### Task input ###

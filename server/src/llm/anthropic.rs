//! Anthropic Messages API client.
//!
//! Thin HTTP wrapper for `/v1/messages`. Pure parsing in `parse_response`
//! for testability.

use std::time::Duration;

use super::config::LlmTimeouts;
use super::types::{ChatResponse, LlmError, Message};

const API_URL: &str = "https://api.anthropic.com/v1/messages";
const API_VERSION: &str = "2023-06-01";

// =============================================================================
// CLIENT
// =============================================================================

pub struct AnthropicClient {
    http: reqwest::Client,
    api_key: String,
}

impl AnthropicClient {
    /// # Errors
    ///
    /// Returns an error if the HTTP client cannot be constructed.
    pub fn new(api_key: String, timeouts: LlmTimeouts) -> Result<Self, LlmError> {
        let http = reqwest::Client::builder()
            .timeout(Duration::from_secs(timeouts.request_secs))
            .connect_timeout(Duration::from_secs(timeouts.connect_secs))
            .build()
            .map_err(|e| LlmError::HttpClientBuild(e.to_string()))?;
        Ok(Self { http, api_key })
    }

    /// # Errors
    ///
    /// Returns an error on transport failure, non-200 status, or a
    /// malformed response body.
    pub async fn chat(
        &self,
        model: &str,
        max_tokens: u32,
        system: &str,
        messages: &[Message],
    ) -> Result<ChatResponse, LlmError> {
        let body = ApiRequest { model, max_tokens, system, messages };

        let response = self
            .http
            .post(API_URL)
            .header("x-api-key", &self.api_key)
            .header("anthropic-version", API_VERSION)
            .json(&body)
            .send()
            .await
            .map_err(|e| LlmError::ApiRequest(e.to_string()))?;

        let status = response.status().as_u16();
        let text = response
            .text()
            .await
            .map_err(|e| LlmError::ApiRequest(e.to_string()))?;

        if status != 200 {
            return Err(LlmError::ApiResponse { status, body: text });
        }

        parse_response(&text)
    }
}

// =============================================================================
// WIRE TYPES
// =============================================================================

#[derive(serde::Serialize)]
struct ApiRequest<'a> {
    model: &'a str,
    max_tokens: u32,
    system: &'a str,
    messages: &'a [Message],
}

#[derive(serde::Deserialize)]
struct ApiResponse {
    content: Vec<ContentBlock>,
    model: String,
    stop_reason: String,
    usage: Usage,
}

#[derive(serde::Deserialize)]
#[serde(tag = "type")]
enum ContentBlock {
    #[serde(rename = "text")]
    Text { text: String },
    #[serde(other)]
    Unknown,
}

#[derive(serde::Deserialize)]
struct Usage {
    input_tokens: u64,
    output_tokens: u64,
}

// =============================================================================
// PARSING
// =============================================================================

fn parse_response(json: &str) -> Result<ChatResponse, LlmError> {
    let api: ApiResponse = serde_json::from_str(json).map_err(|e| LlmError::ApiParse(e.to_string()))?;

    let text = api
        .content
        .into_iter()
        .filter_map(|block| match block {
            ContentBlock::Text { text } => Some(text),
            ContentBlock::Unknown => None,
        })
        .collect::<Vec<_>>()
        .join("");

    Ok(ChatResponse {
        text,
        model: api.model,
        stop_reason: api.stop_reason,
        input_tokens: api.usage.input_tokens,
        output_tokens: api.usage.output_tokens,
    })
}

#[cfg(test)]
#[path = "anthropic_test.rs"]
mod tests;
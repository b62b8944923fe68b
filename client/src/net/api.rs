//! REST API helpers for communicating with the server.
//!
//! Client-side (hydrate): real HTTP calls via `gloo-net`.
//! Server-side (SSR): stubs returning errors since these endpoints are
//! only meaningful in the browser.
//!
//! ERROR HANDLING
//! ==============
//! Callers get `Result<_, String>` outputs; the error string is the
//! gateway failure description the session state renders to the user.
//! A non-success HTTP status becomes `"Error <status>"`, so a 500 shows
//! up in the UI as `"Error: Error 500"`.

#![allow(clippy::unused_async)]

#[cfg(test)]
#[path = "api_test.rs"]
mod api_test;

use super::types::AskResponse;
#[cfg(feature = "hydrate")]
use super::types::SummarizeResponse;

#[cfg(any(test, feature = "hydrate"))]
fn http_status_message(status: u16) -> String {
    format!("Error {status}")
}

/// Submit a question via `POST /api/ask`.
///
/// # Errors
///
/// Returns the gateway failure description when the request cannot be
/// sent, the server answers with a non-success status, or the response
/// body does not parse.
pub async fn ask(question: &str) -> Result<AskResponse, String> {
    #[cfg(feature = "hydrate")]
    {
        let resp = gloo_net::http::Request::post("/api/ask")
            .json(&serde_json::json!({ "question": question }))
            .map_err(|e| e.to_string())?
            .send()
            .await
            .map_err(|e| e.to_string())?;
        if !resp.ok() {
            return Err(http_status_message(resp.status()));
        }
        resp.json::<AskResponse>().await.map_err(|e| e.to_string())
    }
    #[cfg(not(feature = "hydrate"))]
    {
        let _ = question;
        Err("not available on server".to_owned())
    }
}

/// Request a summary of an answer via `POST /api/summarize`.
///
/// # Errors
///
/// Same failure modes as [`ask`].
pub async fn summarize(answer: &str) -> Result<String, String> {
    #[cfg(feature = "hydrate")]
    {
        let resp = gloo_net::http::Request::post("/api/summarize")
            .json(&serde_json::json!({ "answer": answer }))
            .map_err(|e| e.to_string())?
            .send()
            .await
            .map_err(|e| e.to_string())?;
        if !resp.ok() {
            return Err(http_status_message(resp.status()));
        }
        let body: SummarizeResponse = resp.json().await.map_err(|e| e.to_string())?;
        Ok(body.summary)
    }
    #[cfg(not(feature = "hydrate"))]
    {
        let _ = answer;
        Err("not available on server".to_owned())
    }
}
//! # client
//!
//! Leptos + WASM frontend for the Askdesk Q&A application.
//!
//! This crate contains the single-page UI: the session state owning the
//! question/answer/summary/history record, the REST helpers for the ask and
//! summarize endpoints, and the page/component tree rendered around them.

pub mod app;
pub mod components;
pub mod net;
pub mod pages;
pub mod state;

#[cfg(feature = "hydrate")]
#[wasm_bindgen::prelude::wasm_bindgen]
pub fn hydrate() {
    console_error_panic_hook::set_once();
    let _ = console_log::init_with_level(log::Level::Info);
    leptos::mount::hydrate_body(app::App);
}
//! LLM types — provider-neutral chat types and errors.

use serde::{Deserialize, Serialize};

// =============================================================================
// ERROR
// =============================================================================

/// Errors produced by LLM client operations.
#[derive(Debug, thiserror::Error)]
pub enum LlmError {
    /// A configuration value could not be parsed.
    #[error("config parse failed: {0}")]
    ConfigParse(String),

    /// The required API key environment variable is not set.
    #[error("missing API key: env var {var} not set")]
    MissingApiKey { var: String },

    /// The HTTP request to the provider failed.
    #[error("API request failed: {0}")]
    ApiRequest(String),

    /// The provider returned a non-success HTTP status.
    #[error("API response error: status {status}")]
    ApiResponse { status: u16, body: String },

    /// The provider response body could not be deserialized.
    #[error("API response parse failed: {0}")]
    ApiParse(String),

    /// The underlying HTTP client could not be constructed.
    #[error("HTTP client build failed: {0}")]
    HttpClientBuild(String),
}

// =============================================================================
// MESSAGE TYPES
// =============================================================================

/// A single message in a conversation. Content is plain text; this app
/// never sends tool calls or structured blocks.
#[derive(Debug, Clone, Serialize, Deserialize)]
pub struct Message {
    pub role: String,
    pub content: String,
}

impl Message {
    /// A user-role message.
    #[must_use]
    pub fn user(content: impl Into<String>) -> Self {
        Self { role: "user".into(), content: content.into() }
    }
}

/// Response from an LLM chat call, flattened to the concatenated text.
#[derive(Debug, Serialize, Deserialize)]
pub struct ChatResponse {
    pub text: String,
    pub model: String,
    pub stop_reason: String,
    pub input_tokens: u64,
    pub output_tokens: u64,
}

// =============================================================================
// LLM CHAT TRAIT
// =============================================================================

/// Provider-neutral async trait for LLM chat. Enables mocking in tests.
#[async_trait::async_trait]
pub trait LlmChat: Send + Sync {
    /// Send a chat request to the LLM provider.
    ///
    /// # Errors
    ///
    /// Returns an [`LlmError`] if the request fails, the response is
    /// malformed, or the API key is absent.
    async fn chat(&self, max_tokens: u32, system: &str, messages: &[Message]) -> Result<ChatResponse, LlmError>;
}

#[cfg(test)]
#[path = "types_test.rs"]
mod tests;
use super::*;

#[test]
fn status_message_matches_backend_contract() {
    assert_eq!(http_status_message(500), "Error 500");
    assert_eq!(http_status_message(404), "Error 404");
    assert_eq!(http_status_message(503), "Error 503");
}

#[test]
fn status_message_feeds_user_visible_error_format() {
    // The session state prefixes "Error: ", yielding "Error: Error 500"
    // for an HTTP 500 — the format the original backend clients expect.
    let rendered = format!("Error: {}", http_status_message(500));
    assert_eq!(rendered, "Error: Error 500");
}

###

• **Activity**: Starting at the line that holds "backend clients expect.", set down each line exactly through the last line of the records above, and no others.

• **Solution to this problem**:
    // for an HTTP 500 — the format the original backend clients expect.
    let rendered = format!("Error: {}", http_status_message(500));
    assert_eq!(rendered, "Error: Error 500");
}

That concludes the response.